Discussion in 'Computing and ICT' started by lovejoy_antiques, Jan 18, 2020.

  1. lovejoy_antiques

    lovejoy_antiques Senior commenter

    Hi, I started out with a golden hello into the world of ICT teaching in 2004. When I started every school seemed to have an ICT dept with a compliment of at least 4 teachers. Since the switch to computer science however it seems that the whole computing/ICT area has become more and more of a shrinking sideline. In my last two schools I have been the sole computer guy. This has been good as nobody in the schools can actually line micro manage what I'm doing as nobody else has a clue about the subject! However on the negative side it's an ever shrinking job market! Long term I'm starting to worry!
  2. Luvsskiing

    Luvsskiing Established commenter

    I don't see a good future for computing in UK schools. It has become a rather toxic subject, stripped right back in many schools to tiny departments or swallowed up into a faculty, but striding forward in far fewer, mainly private and selective ones with the odd academy. The switch was mishandled, with too few properly qualified teachers recruited, the specifications are still not fit for purpose and the 2020 specifications have not changed the mess, CS is too expensive to run, the conversion training for ICT teachers was and still is too little too late and exam boards are now widely seen by teachers, parents and school leaders as bumbling idiots and jokes, lurching from one self-made crisis to another, unable to manage, only react.

    On the plus side, I've seen quite a few primaries get better in the last few years, mainly because they have adopted chromebooks, and there has been an increase in demand for CS teachers from abroad. Who would stay in a UK school with all the international opportunities now available?
  3. lovejoy_antiques

    lovejoy_antiques Senior commenter

    Where I am at present they don't even do computing/ICT lessons at key stage 3. So this sets kids up really well for choosing it as an option for GCSE!

    I remember signing up with job agencies when I first left school. They were more interested in my level of computer literacy (excel, access, word processing, type speed) than they were my GCSE's or a levels.

    Living in a warehouse town somewhere between London and the north, it seemed to me that being able to operate a computer meant the difference between landing a job in an office or a job moving boxes. I don't think my town has changed that much. It's not silicone valley, in fact a forklift license would probably go a lot further towards getting you a job than any GCSE ever would!
  4. moscowbore

    moscowbore Star commenter

    This may be changing. OFSTAZI have ignored the ks3 NC requirement to teach computing till now.
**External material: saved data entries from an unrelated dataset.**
//! Weft Session - Sessions, fanout and write serialization for the weft
//! chat message fabric.
//!
//! This crate provides:
//! - [`Session`]: one live socket bound to a room, with its bounded write
//!   queue and work-in-progress counter
//! - [`SessionRegistry`]: the per-room set of live sessions with
//!   snapshot-based reads
//! - [`WriteSerializer`]: the shared drain pool guaranteeing a single
//!   concurrent writer per socket
//! - [`Broadcaster`]: best-effort room fanout of consumed messages

#![deny(unsafe_code)]
#![warn(missing_docs)]
#![deny(clippy::all)]
#![warn(unreachable_pub)]
#![deny(clippy::unwrap_used)]
#![cfg_attr(test, allow(clippy::unwrap_used))]

pub mod testing;

mod broadcaster;
mod registry;
mod serializer;
mod session;
mod sink;

pub use broadcaster::Broadcaster;
pub use registry::SessionRegistry;
pub use serializer::{SendOutcome, WriteSerializer};
pub use session::Session;
pub use sink::{SessionSink, SinkError};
See the thread about the HT who has resigned because OFSTAZI criticised her for not meeting ks3 NC requirements.
  5. clockmender

    clockmender New commenter

    It is changing, the gov have made an £870 Million at raising the profile of the subject and providing good quality CPD. They will want to see a return for their money
  6. lovejoy_antiques

    lovejoy_antiques Senior commenter

    There is no ks3 computing where I am. No wonder the kids flounder at ks4! As the national curriculum says it should be taught at ks3 how are schools getting away with this?
  7. tomb81

    tomb81 New commenter

    You may see a shift, the first school that has ditched their ict/computing department and gets a computing deep dive, will spark panic across trusts and you will find departments re-appearing.
  8. 50sman

    50sman Lead commenter

    OFSTED won’t ever do a deep dive in secondary in computing why?
    1. They know what’s going on and are ok with it
    2. It doesn't bother them at it is not core
    3. They themselves haven’t got the subject knowledge to do a deep dive!
  9. madcat

    madcat Occasional commenter

    While I don't agree with this, again I'll point out that you do NOT have to have specific Computing lessons or a course at KS3 or KS4.
    All schools to do is show that the elements of the NC are covered during the students studies.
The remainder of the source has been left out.